Assault occasioning actual bodily harm - Section 47 Offences Against the Person Act 1861;
This offence occurs when an offender causes actual bodily harm (ABH) to someone . This is harm which affects their health or wellbeing. The level of harm caused is less serious as for section 18 or section 20 above. The types of injury inflicted for this offence include: loss or breaking of teeth; temporary loss of consciousness extensive or multiple bruising; displaced / broken nose; minor fractures; cuts requiring medical treatment such as stitches, and psychiatric injury not including mere emotions, such as fear, distress or panic. The new guideline gives a sentencing range of a fine, up to three years’ imprisonment for this offence. There is a maximum penalty of five years’ imprisonment available, however, and if it is racially or religiously aggravated, the maximum is seven years.

Assault with intent to resist arrest - Section 38 Offences Against the Person Act 1861;
This offence occurs when an offender assaults any person carrying out a public service, such as a police officer or security officer, in order to resist or prevent himself or someone else being apprehended or detained. The offence will involve little or no physical harm - if more serious injuries were inflicted, an ABH or GBH charge would be brought. The most important consideration for the sentencer is therefore the intention of the offender. If the assault is on a police officer, a charge under "assault on a police constable in execution of his duty" (Section 89 Police Act 1996) may be brought, unless there is clear evidence of intent to resist apprehension or prevent detention and the sentencing powers available under section 89 or for common assault (maximum 6 months' imprisonment) are inadequate.
The new guideline gives a sentencing range of a fine, up to 12 months’ imprisonment for this offence. There is a maximum penalty of two years’ imprisonment for the most serious cases.

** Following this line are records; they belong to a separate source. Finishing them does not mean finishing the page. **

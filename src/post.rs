//! The post-processor: owner of the solved problem and the query facade
//!
//! `PostProcessor` exclusively owns all solution data. Topic-specific
//! operations (field interpolation, integrals, air-gap and circuit
//! queries) are implemented in their own modules as further `impl` blocks
//! on this type; this module holds the struct itself, construction,
//! selection state and the small lookup helpers.

use std::sync::atomic::{AtomicUsize, Ordering};

use num_complex::Complex64;

use crate::config::PostConfig;
use crate::error::{log_sink, WarningSink};
use crate::model::{
    AirGapElement, ArcSegment, BlockLabel, BoundaryProp, Circuit, Material, MeshElement, MeshNode,
    Node, PointProp, Segment,
};
use crate::units::{Coords, LengthUnit, PrevType, ProblemType};

/// Post-processor for one solved 2D magnetics problem
pub struct PostProcessor {
    pub config: PostConfig,
    pub(crate) warn: WarningSink,

    // problem description
    pub(crate) frequency: f64,
    /// Out-of-plane depth, meters (planar problems)
    pub(crate) depth: f64,
    pub(crate) precision: f64,
    pub(crate) length_unit: LengthUnit,
    pub(crate) problem_type: ProblemType,
    pub(crate) coords: Coords,
    pub(crate) comment: String,
    /// Axisymmetric external-region (Kelvin shell) parameters
    pub(crate) ext_zo: f64,
    pub(crate) ext_ro: f64,
    pub(crate) ext_ri: f64,
    pub(crate) prev_soln: String,
    pub(crate) prev_type: PrevType,

    // property tables
    pub(crate) point_props: Vec<PointProp>,
    pub(crate) boundary_props: Vec<BoundaryProp>,
    pub(crate) materials: Vec<Material>,
    pub(crate) circuits: Vec<Circuit>,

    // input geometry
    pub(crate) nodes: Vec<Node>,
    pub(crate) segments: Vec<Segment>,
    pub(crate) arcs: Vec<ArcSegment>,
    pub(crate) labels: Vec<BlockLabel>,

    // solved mesh
    pub(crate) mesh_nodes: Vec<MeshNode>,
    pub(crate) elements: Vec<MeshElement>,
    /// node index -> indices of elements sharing that node
    pub(crate) adjacency: Vec<Vec<usize>>,
    pub(crate) gaps: Vec<AirGapElement>,

    // mutable working state
    pub(crate) contour: Vec<Complex64>,
    /// Last element found by `in_triangle`; successive queries tend to be
    /// spatially coherent, so the banded search starts here
    pub(crate) search_hint: AtomicUsize,
    pub(crate) has_mask: bool,
}

impl Default for PostProcessor {
    fn default() -> Self {
        Self::new()
    }
}

impl PostProcessor {
    pub fn new() -> Self {
        Self::with_warning_sink(log_sink())
    }

    /// Build a post-processor routing warnings to the given sink
    pub fn with_warning_sink(warn: WarningSink) -> Self {
        Self {
            config: PostConfig::default(),
            warn,
            frequency: 0.0,
            depth: 1.0 / 0.0254,
            precision: 1.0e-8,
            length_unit: LengthUnit::Inches,
            problem_type: ProblemType::Planar,
            coords: Coords::Cartesian,
            comment: String::new(),
            ext_zo: 0.0,
            ext_ro: 0.0,
            ext_ri: 0.0,
            prev_soln: String::new(),
            prev_type: PrevType::None,
            point_props: Vec::new(),
            boundary_props: Vec::new(),
            materials: Vec::new(),
            circuits: Vec::new(),
            nodes: Vec::new(),
            segments: Vec::new(),
            arcs: Vec::new(),
            labels: Vec::new(),
            mesh_nodes: Vec::new(),
            elements: Vec::new(),
            adjacency: Vec::new(),
            gaps: Vec::new(),
            contour: Vec::new(),
            search_hint: AtomicUsize::new(0),
            has_mask: false,
        }
    }

    /// Close the current solution, releasing everything it owned
    pub fn close(&mut self) {
        self.clear();
    }

    /// Drop all data associated with the current solution
    pub fn clear(&mut self) {
        self.point_props.clear();
        self.boundary_props.clear();
        self.materials.clear();
        self.circuits.clear();
        self.nodes.clear();
        self.segments.clear();
        self.arcs.clear();
        self.labels.clear();
        self.mesh_nodes.clear();
        self.elements.clear();
        self.adjacency.clear();
        self.gaps.clear();
        self.contour.clear();
        self.search_hint.store(0, Ordering::Relaxed);
        self.has_mask = false;
        self.frequency = 0.0;
        self.depth = 1.0;
        self.precision = 1.0e-8;
        self.length_unit = LengthUnit::Inches;
        self.problem_type = ProblemType::Planar;
        self.coords = Coords::Cartesian;
        self.comment.clear();
        self.ext_zo = 0.0;
        self.ext_ro = 0.0;
        self.ext_ri = 0.0;
        self.prev_soln.clear();
        self.prev_type = PrevType::None;
    }

    // ------------------------------------------------------------------
    // Problem metadata
    // ------------------------------------------------------------------

    #[inline]
    pub fn num_nodes(&self) -> usize {
        self.mesh_nodes.len()
    }

    #[inline]
    pub fn num_elements(&self) -> usize {
        self.elements.len()
    }

    #[inline]
    pub fn frequency(&self) -> f64 {
        self.frequency
    }

    /// Depth in meters (planar problems)
    #[inline]
    pub fn depth(&self) -> f64 {
        self.depth
    }

    #[inline]
    pub fn problem_type(&self) -> ProblemType {
        self.problem_type
    }

    #[inline]
    pub fn length_unit(&self) -> LengthUnit {
        self.length_unit
    }

    #[inline]
    pub fn comment(&self) -> &str {
        &self.comment
    }

    #[inline]
    pub fn precision(&self) -> f64 {
        self.precision
    }

    #[inline]
    pub fn coords(&self) -> Coords {
        self.coords
    }

    /// Path of the previous solution this one is linked to, if any
    #[inline]
    pub fn previous_solution(&self) -> &str {
        &self.prev_soln
    }

    #[inline]
    pub fn prev_type(&self) -> PrevType {
        self.prev_type
    }

    /// Whether the solution carries the Henrotte force weighting mask
    #[inline]
    pub fn has_mask(&self) -> bool {
        self.has_mask
    }

    /// Set the Henrotte virtual-work weighting of one mesh node; the
    /// weighted Maxwell-stress integrals are zero until a mask is set
    pub fn set_node_mask(&mut self, node: usize, msk: f64) {
        if let Some(n) = self.mesh_nodes.get_mut(node) {
            n.msk = msk;
            self.has_mask = self.has_mask || msk != 0.0;
        }
    }

    #[inline]
    pub fn num_circuits(&self) -> usize {
        self.circuits.len()
    }

    #[inline]
    pub fn num_block_labels(&self) -> usize {
        self.labels.len()
    }

    #[inline]
    pub fn circuits(&self) -> &[Circuit] {
        &self.circuits
    }

    #[inline]
    pub fn materials(&self) -> &[Material] {
        &self.materials
    }

    #[inline]
    pub fn labels(&self) -> &[BlockLabel] {
        &self.labels
    }

    #[inline]
    pub fn point_props(&self) -> &[PointProp] {
        &self.point_props
    }

    #[inline]
    pub fn boundary_props(&self) -> &[BoundaryProp] {
        &self.boundary_props
    }

    /// File-unit to meter conversion factor for this problem
    #[inline]
    pub(crate) fn lc(&self) -> f64 {
        self.length_unit.to_meters()
    }

    #[inline]
    pub(crate) fn is_incremental(&self) -> bool {
        self.prev_type.is_incremental()
    }

    // ------------------------------------------------------------------
    // Geometry lookups
    // ------------------------------------------------------------------

    /// Index of the input-geometry node closest to (x, y)
    pub fn closest_node(&self, x: f64, y: f64) -> Option<usize> {
        if self.nodes.is_empty() {
            return None;
        }
        let mut j = 0;
        let mut d0 = self.nodes[0].distance(x, y);
        for (i, n) in self.nodes.iter().enumerate() {
            let d1 = n.distance(x, y);
            if d1 < d0 {
                d0 = d1;
                j = i;
            }
        }
        Some(j)
    }

    /// Index of the straight segment closest to (x, y)
    pub fn closest_segment(&self, x: f64, y: f64) -> Option<usize> {
        if self.segments.is_empty() {
            return None;
        }
        let mut j = 0;
        let mut d0 = self.shortest_distance_from_segment(x, y, 0);
        for i in 0..self.segments.len() {
            let d1 = self.shortest_distance_from_segment(x, y, i);
            if d1 < d0 {
                d0 = d1;
                j = i;
            }
        }
        Some(j)
    }

    /// Index of the arc segment closest to (x, y)
    pub fn closest_arc_segment(&self, x: f64, y: f64) -> Option<usize> {
        if self.arcs.is_empty() {
            return None;
        }
        let p = Complex64::new(x, y);
        let mut j = 0;
        let mut d0 = self.shortest_distance_from_arc(p, &self.arcs[0]);
        for (i, arc) in self.arcs.iter().enumerate() {
            let d1 = self.shortest_distance_from_arc(p, arc);
            if d1 < d0 {
                d0 = d1;
                j = i;
            }
        }
        Some(j)
    }

    // ------------------------------------------------------------------
    // Selection state
    // ------------------------------------------------------------------

    /// Toggle selection of the block-label region containing (x, y).
    /// Returns the label index if the point is inside the mesh.
    pub fn toggle_block_at(&mut self, x: f64, y: f64) -> Option<usize> {
        let k = self.in_triangle(x, y)?;
        let lbl = self.elements[k].lbl;
        self.labels[lbl].is_selected = !self.labels[lbl].is_selected;
        Some(lbl)
    }

    /// Set the selection flag of one block label
    pub fn select_block_label(&mut self, lbl: usize, selected: bool) {
        if let Some(label) = self.labels.get_mut(lbl) {
            label.is_selected = selected;
        }
    }

    /// Select every block label, segment and arc in a group (group 0
    /// matches everything)
    pub fn select_group(&mut self, group: i32) {
        for label in &mut self.labels {
            if group == 0 || label.in_group == group {
                label.is_selected = true;
            }
        }
        for seg in &mut self.segments {
            if group == 0 || seg.in_group == group {
                seg.is_selected = true;
            }
        }
        for arc in &mut self.arcs {
            if group == 0 || arc.in_group == group {
                arc.is_selected = true;
            }
        }
    }

    /// Clear every selection flag
    pub fn clear_selection(&mut self) {
        for label in &mut self.labels {
            label.is_selected = false;
        }
        for seg in &mut self.segments {
            seg.is_selected = false;
        }
        for arc in &mut self.arcs {
            arc.is_selected = false;
        }
    }

    /// Number of currently selected block labels
    pub fn num_selected_blocks(&self) -> usize {
        self.labels.iter().filter(|l| l.is_selected).count()
    }

    // ------------------------------------------------------------------
    // Contour buffer
    // ------------------------------------------------------------------

    /// Append a point to the integration contour
    pub fn add_contour_point(&mut self, x: f64, y: f64) {
        let p = Complex64::new(x, y);
        if self.contour.last() != Some(&p) {
            self.contour.push(p);
        }
    }

    /// Drop all contour points
    pub fn clear_contour(&mut self) {
        self.contour.clear();
    }

    /// Remove the most recently added contour point
    pub fn erase_contour_point(&mut self) {
        self.contour.pop();
    }

    #[inline]
    pub fn contour(&self) -> &[Complex64] {
        &self.contour
    }
}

Assault on a police constable in execution of his duty – Section 89 Police Act 1996;
This offence occurs when an offender assaults either a police officer acting in the execution of his or her public duty or someone helping them in this duty. The assault does not result in any serious physical harm and includes acts like pushing and shoving. The injuries sustained are equivalent to those for common assault - if more serious injuries were inflicted, then a more serious charge, like ABH, would be brought. The new guideline gives a sentencing range of a fine up to 26 weeks imprisonment for this offence. The maximum penalty for this offence is six months imprisonment.

• Common Assault - Section 39 Criminal Justice Act 1988.
Unlike ABH, it is not necessary for the victim to have been physically injured or harmed for a common assault charge to be brought - it is enough for the victim to fear that they would have been injured for common assault to occur. An offender can still be guilty of common assault if physical injury is caused, but the type of injury is relatively minor, such as a graze, scratch, minor bruising, swelling, or a superficial cut. The sentencing range is a discharge up to 26 weeks custody. There is a maximum penalty of six months’ imprisonment. If it is racially or religiously aggravated, the maximum is two years’ imprisonment.